According to Oyez, an online multimedia archive of Supreme Court decisions, “When a statement concerns a public figure, the Court held, it is not enough to show that it is false for the press to be liable for libel. Instead, the target of the statement must show that it was made with knowledge of or reckless disregard for its falsity. Brennan used the term “actual malice” to summarize this standard, although he did not intend the usual meaning of a malicious purpose. In libel law, “malice” had meant knowledge or gross recklessness rather than intent, since courts found it difficult to imagine that someone would knowingly disseminate false information without bad intent.”
It is incredibly important that legitimate journalists are afforded protection when they seek to scrutinize public figures, even when they make mistakes in good faith. The press should not be given license to engage in shoddy journalism, but if they expeditiously and fully own up to their errors, and do not act out of ideological animus or with malice intent, they should be given a pass when they make “an honest mistake.”
A second good thing is that it appears that young workers (between 25-34 years of age) are gravitating towards unions after a dramatic decline in union membership over the last 35 years — from thirty-five percent to around 10.3 percent.
Many young workers who lived through the great recession of 2009 and the COVID-19 pandemic have experienced first-hand what it means to become suddenly economically insecure. They understand the importance of having a comprehensive benefits package — including COVID sick leave.

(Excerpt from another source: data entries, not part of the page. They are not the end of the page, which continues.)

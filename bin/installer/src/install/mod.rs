use colored::Colorize;

use crate::{
  config::InstallConfig,
  helpers::announce_phase,
};

mod binaries;
mod firewall;
mod handshake;
mod mesh_setup;
mod preflight;
mod provision;
mod repos;
mod secret_setup;
mod services;
mod synth;
mod templates;
mod zone;

/// Drive the phased install.
///
/// Every phase is re-entrant: it returns immediately when its on-disk
/// artifacts are valid, rewrites them when partial, and aborts the
/// whole run on failure, leaving completed phases on disk so the
/// operator can rerun to resume.
pub async fn run(config: &'static InstallConfig) -> anyhow::Result<()> {
  if config.dry_run {
    print_plan(config);
    return Ok(());
  }

  if config.is_join() {
    join_path(config).await
  } else {
    genesis_path(config).await
  }
}

/// First host of a new cluster: generate everything locally.
async fn genesis_path(
  config: &'static InstallConfig,
) -> anyhow::Result<()> {
  let total = 10;

  announce_phase(1, total, "Preflight");
  preflight::run(config).await?;

  announce_phase(2, total, "Provision environment");
  let owner = provision::run(config).await?;

  announce_phase(3, total, "Install binaries");
  binaries::run(config).await?;

  announce_phase(4, total, "Generate secrets");
  let identity = secret_setup::run(config, owner)?;

  announce_phase(5, total, "Mesh setup");
  let mesh = mesh_setup::genesis(config, owner).await?;

  announce_phase(6, total, "Firewall");
  firewall::run(config).await?;

  announce_phase(7, total, "Synthesize configs");
  let network =
    synth::run(config, owner, &identity, &mesh, None).await?;

  announce_phase(8, total, "Initialize daemon repos");
  repos::run(config, &network, None).await?;

  announce_phase(9, total, "Start services");
  services::run(config).await?;

  announce_phase(10, total, "Seed zone records");
  if config.nameserver {
    zone::run(config, &network).await?;
  } else {
    crate::helpers::phase_skipped(
      "Seed zone records",
      "not a nameserver host",
    );
  }

  println!(
    "{} This host now serves a new cluster under *.{}",
    "DONE".green().bold(),
    config.base_domain
  );
  Ok(())
}

/// Joining host: exchange with a live node, then converge.
async fn join_path(
  config: &'static InstallConfig,
) -> anyhow::Result<()> {
  let total = 12;

  announce_phase(1, total, "Preflight");
  preflight::run(config).await?;

  announce_phase(2, total, "Provision environment");
  let owner = provision::run(config).await?;

  announce_phase(3, total, "Install binaries");
  binaries::run(config).await?;

  announce_phase(4, total, "Generate mesh keypair");
  let (keypair, keypair_reused) =
    mesh_setup::ensure_keypair(config, owner).await?;

  announce_phase(5, total, "Join handshake");
  let snapshot =
    handshake::run(config, &keypair, keypair_reused).await?;

  announce_phase(6, total, "Configure mesh with peers");
  let mesh = match &snapshot {
    Some(snapshot) => {
      mesh_setup::configure_with_peers(&keypair, snapshot).await?
    }
    None => mesh_setup::load_existing().await?,
  };

  announce_phase(7, total, "Verify mesh reachability");
  if let Some(snapshot) = &snapshot {
    mesh_setup::verify(snapshot).await?;
  } else {
    crate::helpers::phase_skipped(
      "Verify mesh reachability",
      "mesh already configured",
    );
  }

  announce_phase(8, total, "Firewall");
  firewall::run(config).await?;

  announce_phase(9, total, "Persist received secrets");
  let identity =
    secret_setup::run_join(config, owner, snapshot.as_ref())?;

  announce_phase(10, total, "Synthesize configs");
  let network = synth::run(
    config,
    owner,
    &identity,
    &mesh,
    snapshot.as_ref(),
  )
  .await?;

  announce_phase(11, total, "Initialize daemon repos");
  repos::run(config, &network, snapshot.as_ref()).await?;

  announce_phase(12, total, "Start services");
  services::run(config).await?;

  println!(
    "{} This host has joined the cluster under *.{}",
    "DONE".green().bold(),
    config.base_domain
  );
  Ok(())
}

fn print_plan(config: &InstallConfig) {
  let path = if config.is_join() { "join" } else { "genesis" };
  println!("{}", "Install plan (dry run)".bold());
  println!("  path:          {path}");
  if let Some(join) = &config.join {
    println!("  join target:   {}", join.address);
  }
  println!("  public ip:     {}", config.vps_ip);
  if let Some(domain) = &config.domain {
    println!("  host domain:   {domain}");
  }
  println!("  base domain:   {}", config.base_domain);
  println!("  base dir:      {}", config.paths.base.display());
  println!("  branch:        {}", config.branch.as_str());
  println!("  nameserver:    {}", config.nameserver);
  println!(
    "  ports:         {:?}",
    orbit_client::entities::node::REQUIRED_PORTS
  );
  println!("No filesystem changes were made.");
}
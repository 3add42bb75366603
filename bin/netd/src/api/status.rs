use anyhow::Context;
use axum::Json;
use orbit_client::api::{
  NetworkStatusResponse, ObjectStoreStatus, PinCoordinatorStatus,
};

use crate::{
  api::ApiError,
  helpers::{object_store_identity, pin_coordinator_hint},
  state::{net_state, secret_store},
};

/// Consumed by the wizard to discover a peer's identifiers before
/// invoking a join against it.
pub async fn handler()
-> Result<Json<NetworkStatusResponse>, ApiError> {
  let store = secret_store();
  let peer_id = store
    .ensure_node_identity()
    .context("this host has no node identity")?;

  let network = &net_state().manifest.network;
  let ipfs = object_store_identity(store.paths(), network);
  let cluster = pin_coordinator_hint(store.paths(), network);

  Ok(Json(NetworkStatusResponse {
    peer_id: peer_id.to_string(),
    ipfs: ObjectStoreStatus {
      peer_id: ipfs.id,
      swarm_addresses: ipfs.addrs,
    },
    ipfs_cluster: PinCoordinatorStatus {
      peer_id: cluster.id,
      addresses: cluster.addrs,
    },
  }))
}
use std::time::Duration;

use anyhow::{Context, anyhow};
use command::binary_on_path;
use mesh::{MeshConfig, MeshInterface, MeshKeypair};
use orbit_client::{
  api::JoinResponse,
  entities::node::{mesh_config_path, ports},
};
use secrets::Owner;

use crate::{
  config::InstallConfig,
  error::InstallError,
  helpers::{install_packages, phase_done, phase_skipped},
};

const VERIFY_TIMEOUT: Duration = Duration::from_secs(30);

/// Overlay `/24` every cluster runs in.
const OVERLAY_SUBNET: std::net::Ipv4Addr =
  std::net::Ipv4Addr::new(10, 0, 0, 0);

/// Genesis: self-assign the `.1` address with an empty peer list.
/// An existing mesh config is the phase sentinel and is left alone.
pub async fn genesis(
  config: &InstallConfig,
  owner: Owner,
) -> Result<MeshConfig, InstallError> {
  ensure_tooling().await?;

  let path = mesh_config_path();
  if let Some(existing) =
    mesh::load_config(path).map_err(InstallError::identity)?
    && !config.force
  {
    phase_skipped("Mesh setup", "config already present");
    return Ok(existing);
  }

  let (keypair, _) = ensure_keypair(config, owner).await?;
  let address = mesh::genesis_address(OVERLAY_SUBNET);
  let mesh_config = MeshConfig {
    interface: MeshInterface {
      private_key: keypair.private_key.clone(),
      address: format!("{address}/24"),
      listen_port: ports::MESH,
    },
    peers: vec![],
  };
  mesh::write_config_file(path, &mesh_config.render())
    .await
    .map_err(InstallError::mesh)?;
  bring_up().await?;

  phase_done("Mesh setup");
  Ok(mesh_config)
}

/// Load or create the persisted overlay keypair. The bool is true
/// when the keypair was already on disk from a previous run.
///
/// Join path phase 4: runs before the handshake so a handshake
/// failure leaves nothing on disk beyond this keypair.
pub async fn ensure_keypair(
  config: &InstallConfig,
  owner: Owner,
) -> Result<(MeshKeypair, bool), InstallError> {
  ensure_tooling().await?;

  let path = config.paths.mesh_key_file();
  if let Ok(private_key) = std::fs::read_to_string(&path) {
    let keypair = MeshKeypair::from_private_key(&private_key)
      .with_context(|| {
        format!("persisted mesh key at {path:?} is unusable. Inspect or remove the file before rerunning.")
      })
      .map_err(InstallError::identity)?;
    phase_skipped("Generate mesh keypair", "already persisted");
    return Ok((keypair, true));
  }

  let keypair = MeshKeypair::generate();
  let store = secrets::SecretStore::new(
    config.paths.clone(),
    Some(owner),
  );
  store
    .write_in_secrets_dir("mesh.key", &keypair.private_key)
    .map_err(InstallError::identity)?;
  phase_done("Generate mesh keypair");
  Ok((keypair, false))
}

/// Whether a previous run already completed the mesh join.
pub fn join_configured() -> anyhow::Result<bool> {
  Ok(
    mesh::load_config(mesh_config_path())?
      .map(|config| !config.peers.is_empty())
      .unwrap_or(false),
  )
}

/// Join: raise the tunnel with the address granted by the remote node
/// and the peer set it returned.
pub async fn configure_with_peers(
  keypair: &MeshKeypair,
  snapshot: &JoinResponse,
) -> Result<MeshConfig, InstallError> {
  let mesh_config = MeshConfig {
    interface: MeshInterface {
      private_key: keypair.private_key.clone(),
      address: format!("{}/24", snapshot.wg_ip),
      listen_port: ports::MESH,
    },
    peers: snapshot.wg_peers.clone(),
  };
  // Duplicate keys or addresses in the received set indicate a
  // coordination bug on the serving node. Refuse them.
  mesh_config.validate().map_err(InstallError::mesh)?;

  mesh::write_config_file(mesh_config_path(), &mesh_config.render())
    .await
    .map_err(InstallError::mesh)?;
  mesh::interface_restart().await.map_err(InstallError::mesh)?;
  enable_unit().await;

  phase_done("Configure mesh with peers");
  Ok(mesh_config)
}

/// Rerun on an already joined host: reuse the persisted config.
pub async fn load_existing() -> Result<MeshConfig, InstallError> {
  let mesh_config = mesh::load_config(mesh_config_path())
    .map_err(InstallError::identity)?
    .context("mesh config disappeared between phases")
    .map_err(InstallError::mesh)?;
  phase_skipped("Configure mesh with peers", "already configured");
  Ok(mesh_config)
}

/// Probe the first received peer over the tunnel.
/// No answer within 30s is fatal for the join; the mesh is left up
/// for manual diagnosis.
pub async fn verify(
  snapshot: &JoinResponse,
) -> Result<(), InstallError> {
  let first_peer = snapshot
    .wg_peers
    .first()
    .ok_or_else(|| {
      InstallError::mesh(anyhow!(
        "join response carried no mesh peers to verify against"
      ))
    })?;
  mesh::probe_peer(&first_peer.allowed_ip, VERIFY_TIMEOUT)
    .await
    .map_err(InstallError::mesh)?;
  phase_done("Verify mesh reachability");
  Ok(())
}

async fn ensure_tooling() -> Result<(), InstallError> {
  if binary_on_path("wg").await && binary_on_path("wg-quick").await {
    return Ok(());
  }
  install_packages(&["wireguard", "wireguard-tools"])
    .await
    .context("Failed to install the overlay tooling")
    .map_err(InstallError::acquisition)
}

async fn bring_up() -> Result<(), InstallError> {
  mesh::interface_up().await.map_err(InstallError::mesh)?;
  enable_unit().await;
  Ok(())
}

/// Persist the interface across reboots. Best effort; the config
/// file itself is the durable artifact.
async fn enable_unit() {
  let output = command::run_standard_command(
    &format!("systemctl enable wg-quick@{}", mesh::MESH_INTERFACE),
    None,
  )
  .await;
  if !output.success() {
    warn!("failed to enable the mesh unit | {}", output.combined());
  }
}
use clap::ValueEnum;
use serde::{Deserialize, Serialize};

#[derive(Debug, Clone, Serialize, Deserialize)]
pub struct LogConfig {
  /// The logging level: `off`, `error`, `warn`, `info`, `debug`, `trace`.
  /// Default: `info`.
  #[serde(default)]
  pub level: LogLevel,
  /// Standard log format, json, or disabled.
  /// Default: standard.
  #[serde(default)]
  pub stdio: StdioLogMode,
  /// Whether to use the pretty multi-line format.
  /// Default: false.
  #[serde(default)]
  pub pretty: bool,
  /// Whether to emit ANSI colors.
  /// Default: true.
  #[serde(default = "default_ansi")]
  pub ansi: bool,
}

fn default_ansi() -> bool {
  true
}

impl Default for LogConfig {
  fn default() -> LogConfig {
    LogConfig {
      level: Default::default(),
      stdio: Default::default(),
      pretty: false,
      ansi: true,
    }
  }
}

#[derive(
  Debug, Clone, Copy, Default, PartialEq, Eq, Serialize, Deserialize, ValueEnum,
)]
#[serde(rename_all = "lowercase")]
pub enum LogLevel {
  Off,
  Error,
  Warn,
  #[default]
  Info,
  Debug,
  Trace,
}

impl From<LogLevel> for tracing::level_filters::LevelFilter {
  fn from(value: LogLevel) -> Self {
    use tracing::level_filters::LevelFilter;
    match value {
      LogLevel::Off => LevelFilter::OFF,
      LogLevel::Error => LevelFilter::ERROR,
      LogLevel::Warn => LevelFilter::WARN,
      LogLevel::Info => LevelFilter::INFO,
      LogLevel::Debug => LevelFilter::DEBUG,
      LogLevel::Trace => LevelFilter::TRACE,
    }
  }
}

#[derive(
  Debug, Clone, Copy, Default, PartialEq, Eq, Serialize, Deserialize,
)]
#[serde(rename_all = "lowercase")]
pub enum StdioLogMode {
  #[default]
  Standard,
  Json,
  None,
}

I believe the single best way to reduce ballooning income inequality is for a resurgence of organized labor. A good example of this is a recent contract that Kellogg signed with workers at its Cheez-It plant in Omaha, Nebraska, after a three-month strike. The wage and benefit improvement to the 570 workers was dramatic. It provided for more than a 15% wage increase over 3 years, improvements in health and pension benefits, no increase in employee health insurance premiums for existing workers and new hires will get increased entry-level salaries.
Author E. Tammy Kim in a February 17, 2022 article in The New York Times Magazine entitled “Do Today’s Unions Have a Fighting Chance Against Corporate America” writes about workers who haven’t joined the Great Resignation and are organizing at places like Amazon, Starbucks and John Deere and the pushback they are facing. Kim writes: “Amazon is now the avatar of a monopoly economy. That economy has made the world’s 10 wealthiest men twice as rich in the grisly months since March 2020. It’s an economy that makes me feel like the zillionth scampering fleck in some global ant farm. The days I don’t, it’s because of the workers I talk to and the small mutinies I see — at Amazon and in nursing homes, truck yards, schools, factories and grocery stores. “We’re definitely not gonna have a more favorable time to have a union,” Daniel Gross, a longtime organizer, recently told me. Which felt like his way of saying, The jig is up; we all know the score.”’
John Logan a professor of labor studies at San Francisco State University has indicated that “The pandemic has fundamentally changed the labor landscape” by increasing the leverage that employees have with their employers.
Very recently, workers at an Amazon warehouse in Staten Island, N.Y. by a margin of 2,644 to 2,131 voted to be represented by a union. This was a historic first at the nation’s second-largest private employer and was widely acknowledged as the most significant labor victory in a generation.
I really hope this is the tip of the iceberg when it comes to an uptick in unionization in America.